### Task statement
Where the records below show a line containing "single value, rendered", start copying; end with the line containing "impl From<Vec<String>> for", and copy it too.

### Information
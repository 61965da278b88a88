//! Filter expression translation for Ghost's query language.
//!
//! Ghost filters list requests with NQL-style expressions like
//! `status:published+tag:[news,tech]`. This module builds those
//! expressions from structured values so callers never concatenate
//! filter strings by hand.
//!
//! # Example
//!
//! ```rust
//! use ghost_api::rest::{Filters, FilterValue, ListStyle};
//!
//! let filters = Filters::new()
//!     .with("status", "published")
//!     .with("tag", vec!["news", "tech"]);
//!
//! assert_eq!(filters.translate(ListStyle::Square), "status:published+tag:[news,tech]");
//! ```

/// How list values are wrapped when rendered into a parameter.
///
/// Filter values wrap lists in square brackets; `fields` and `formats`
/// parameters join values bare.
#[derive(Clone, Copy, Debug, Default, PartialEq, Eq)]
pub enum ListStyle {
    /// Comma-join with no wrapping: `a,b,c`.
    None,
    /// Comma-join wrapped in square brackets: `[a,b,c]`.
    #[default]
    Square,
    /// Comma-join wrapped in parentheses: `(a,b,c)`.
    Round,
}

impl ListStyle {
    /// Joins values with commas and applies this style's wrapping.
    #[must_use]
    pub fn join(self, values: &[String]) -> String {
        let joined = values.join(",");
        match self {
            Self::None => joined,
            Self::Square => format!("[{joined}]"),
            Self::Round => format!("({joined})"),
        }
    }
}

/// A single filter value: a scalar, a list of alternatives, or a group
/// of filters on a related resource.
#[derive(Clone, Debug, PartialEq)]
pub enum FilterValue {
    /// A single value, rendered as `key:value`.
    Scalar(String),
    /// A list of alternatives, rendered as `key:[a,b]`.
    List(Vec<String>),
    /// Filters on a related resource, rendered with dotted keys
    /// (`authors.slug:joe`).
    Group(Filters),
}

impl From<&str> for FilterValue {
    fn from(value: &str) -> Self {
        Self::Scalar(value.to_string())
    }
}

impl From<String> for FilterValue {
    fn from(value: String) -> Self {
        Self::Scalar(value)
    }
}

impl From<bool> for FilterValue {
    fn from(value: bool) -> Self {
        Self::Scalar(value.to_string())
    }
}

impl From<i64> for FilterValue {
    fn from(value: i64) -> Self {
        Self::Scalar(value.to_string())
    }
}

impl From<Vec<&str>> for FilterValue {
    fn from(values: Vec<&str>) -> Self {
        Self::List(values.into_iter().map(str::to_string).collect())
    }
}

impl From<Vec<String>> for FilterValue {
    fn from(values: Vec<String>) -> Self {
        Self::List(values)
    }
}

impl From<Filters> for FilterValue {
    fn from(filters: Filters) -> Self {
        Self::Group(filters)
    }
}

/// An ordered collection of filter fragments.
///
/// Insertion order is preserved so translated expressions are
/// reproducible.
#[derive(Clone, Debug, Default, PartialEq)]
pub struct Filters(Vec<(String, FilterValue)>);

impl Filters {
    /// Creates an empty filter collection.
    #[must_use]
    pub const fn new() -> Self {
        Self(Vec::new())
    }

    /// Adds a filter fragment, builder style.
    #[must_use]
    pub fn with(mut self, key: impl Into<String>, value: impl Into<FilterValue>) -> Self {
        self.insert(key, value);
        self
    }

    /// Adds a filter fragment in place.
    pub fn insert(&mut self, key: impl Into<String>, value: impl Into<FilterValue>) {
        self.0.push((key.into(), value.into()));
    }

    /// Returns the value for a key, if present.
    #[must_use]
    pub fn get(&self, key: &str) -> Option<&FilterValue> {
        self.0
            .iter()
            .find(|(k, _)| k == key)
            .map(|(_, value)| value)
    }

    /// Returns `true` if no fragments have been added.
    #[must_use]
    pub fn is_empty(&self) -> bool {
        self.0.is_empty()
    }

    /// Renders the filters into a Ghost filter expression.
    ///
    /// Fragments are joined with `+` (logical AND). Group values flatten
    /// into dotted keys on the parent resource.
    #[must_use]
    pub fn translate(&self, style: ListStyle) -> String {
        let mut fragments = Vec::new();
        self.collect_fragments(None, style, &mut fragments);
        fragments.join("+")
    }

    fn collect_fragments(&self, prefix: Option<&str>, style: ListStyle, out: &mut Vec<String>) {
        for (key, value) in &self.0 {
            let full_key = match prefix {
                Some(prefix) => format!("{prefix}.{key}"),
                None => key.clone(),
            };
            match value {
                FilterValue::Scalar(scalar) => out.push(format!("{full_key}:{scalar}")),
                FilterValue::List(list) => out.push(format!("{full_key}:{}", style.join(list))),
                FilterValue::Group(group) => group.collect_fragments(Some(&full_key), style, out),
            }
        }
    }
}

* * *

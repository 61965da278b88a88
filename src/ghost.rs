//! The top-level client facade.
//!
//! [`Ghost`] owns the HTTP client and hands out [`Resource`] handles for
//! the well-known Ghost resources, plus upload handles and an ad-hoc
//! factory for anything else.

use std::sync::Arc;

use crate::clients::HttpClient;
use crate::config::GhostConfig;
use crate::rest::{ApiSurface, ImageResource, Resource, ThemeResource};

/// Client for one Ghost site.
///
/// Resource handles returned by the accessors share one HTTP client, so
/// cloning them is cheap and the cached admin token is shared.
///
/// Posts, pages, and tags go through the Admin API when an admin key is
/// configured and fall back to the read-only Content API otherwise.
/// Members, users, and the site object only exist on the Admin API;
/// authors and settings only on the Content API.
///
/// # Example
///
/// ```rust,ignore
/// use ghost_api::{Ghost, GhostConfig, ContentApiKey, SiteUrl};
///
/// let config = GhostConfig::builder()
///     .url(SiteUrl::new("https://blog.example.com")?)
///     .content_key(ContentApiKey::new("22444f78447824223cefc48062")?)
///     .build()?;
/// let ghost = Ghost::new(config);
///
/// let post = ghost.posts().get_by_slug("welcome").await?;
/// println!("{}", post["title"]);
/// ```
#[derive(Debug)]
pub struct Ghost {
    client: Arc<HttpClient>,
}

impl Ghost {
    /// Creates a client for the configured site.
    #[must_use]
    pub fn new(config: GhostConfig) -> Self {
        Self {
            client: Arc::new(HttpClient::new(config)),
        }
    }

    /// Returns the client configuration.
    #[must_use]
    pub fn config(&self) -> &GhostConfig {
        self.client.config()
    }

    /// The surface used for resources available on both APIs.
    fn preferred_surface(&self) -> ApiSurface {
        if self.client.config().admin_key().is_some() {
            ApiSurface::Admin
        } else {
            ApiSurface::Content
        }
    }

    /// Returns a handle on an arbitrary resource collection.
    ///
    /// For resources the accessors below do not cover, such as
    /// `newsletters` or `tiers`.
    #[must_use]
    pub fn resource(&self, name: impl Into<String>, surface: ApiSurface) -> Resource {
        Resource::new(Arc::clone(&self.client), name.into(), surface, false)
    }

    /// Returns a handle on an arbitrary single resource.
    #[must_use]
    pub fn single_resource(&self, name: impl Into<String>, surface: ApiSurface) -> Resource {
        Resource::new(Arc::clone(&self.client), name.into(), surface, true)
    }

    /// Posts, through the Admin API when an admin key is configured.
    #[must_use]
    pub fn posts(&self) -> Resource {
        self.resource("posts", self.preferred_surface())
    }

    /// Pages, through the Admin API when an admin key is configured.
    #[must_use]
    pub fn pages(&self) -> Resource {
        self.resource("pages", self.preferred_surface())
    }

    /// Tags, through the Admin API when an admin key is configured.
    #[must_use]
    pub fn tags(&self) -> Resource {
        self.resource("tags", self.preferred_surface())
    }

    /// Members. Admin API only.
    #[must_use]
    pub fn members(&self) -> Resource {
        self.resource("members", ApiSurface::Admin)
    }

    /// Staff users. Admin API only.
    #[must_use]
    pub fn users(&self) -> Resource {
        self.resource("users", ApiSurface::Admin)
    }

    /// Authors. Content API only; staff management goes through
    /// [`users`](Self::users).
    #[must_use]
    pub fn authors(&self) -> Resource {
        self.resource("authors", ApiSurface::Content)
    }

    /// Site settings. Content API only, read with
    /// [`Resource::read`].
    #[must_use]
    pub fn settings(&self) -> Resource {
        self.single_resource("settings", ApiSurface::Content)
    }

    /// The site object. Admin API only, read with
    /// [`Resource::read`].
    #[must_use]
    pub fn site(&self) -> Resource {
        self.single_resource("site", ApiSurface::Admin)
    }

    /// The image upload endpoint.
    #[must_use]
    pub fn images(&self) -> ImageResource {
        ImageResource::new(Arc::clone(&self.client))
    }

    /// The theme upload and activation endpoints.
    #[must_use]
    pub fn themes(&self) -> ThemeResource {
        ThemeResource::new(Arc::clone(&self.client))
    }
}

==

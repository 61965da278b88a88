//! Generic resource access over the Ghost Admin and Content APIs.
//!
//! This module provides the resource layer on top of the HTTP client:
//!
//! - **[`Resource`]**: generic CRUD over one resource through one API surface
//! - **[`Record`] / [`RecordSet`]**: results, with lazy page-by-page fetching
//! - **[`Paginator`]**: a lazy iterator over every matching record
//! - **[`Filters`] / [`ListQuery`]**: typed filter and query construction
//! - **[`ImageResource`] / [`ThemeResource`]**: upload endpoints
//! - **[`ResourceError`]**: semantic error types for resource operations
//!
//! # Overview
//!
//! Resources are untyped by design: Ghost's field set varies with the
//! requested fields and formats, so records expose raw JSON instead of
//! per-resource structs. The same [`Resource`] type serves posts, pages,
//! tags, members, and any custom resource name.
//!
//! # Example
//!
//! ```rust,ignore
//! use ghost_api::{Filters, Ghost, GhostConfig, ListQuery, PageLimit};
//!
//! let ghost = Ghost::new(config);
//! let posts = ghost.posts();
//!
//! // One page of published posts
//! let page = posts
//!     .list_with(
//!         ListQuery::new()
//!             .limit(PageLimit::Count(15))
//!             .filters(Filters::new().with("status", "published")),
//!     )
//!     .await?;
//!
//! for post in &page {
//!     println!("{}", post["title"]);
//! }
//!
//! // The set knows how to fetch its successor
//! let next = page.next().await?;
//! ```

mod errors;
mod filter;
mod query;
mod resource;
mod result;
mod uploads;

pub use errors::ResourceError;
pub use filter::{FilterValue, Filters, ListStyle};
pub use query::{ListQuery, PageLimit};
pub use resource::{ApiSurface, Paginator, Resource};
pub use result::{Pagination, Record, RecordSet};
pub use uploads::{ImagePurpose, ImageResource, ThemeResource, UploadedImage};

### Task output
    /// A single value, rendered as `key:value`.
    Scalar(String),
    /// A list of alternatives, rendered as `key:[a,b]`.
    List(Vec<String>),
    /// Filters on a related resource, rendered with dotted keys
    /// (`authors.slug:joe`).
    Group(Filters),
}

impl From<&str> for FilterValue {
    fn from(value: &str) -> Self {
        Self::Scalar(value.to_string())
    }
}

impl From<String> for FilterValue {
    fn from(value: String) -> Self {
        Self::Scalar(value)
    }
}

impl From<bool> for FilterValue {
    fn from(value: bool) -> Self {
        Self::Scalar(value.to_string())
    }
}

impl From<i64> for FilterValue {
    fn from(value: i64) -> Self {
        Self::Scalar(value.to_string())
    }
}

impl From<Vec<&str>> for FilterValue {
    fn from(values: Vec<&str>) -> Self {
        Self::List(values.into_iter().map(str::to_string).collect())
    }
}

impl From<Vec<String>> for FilterValue {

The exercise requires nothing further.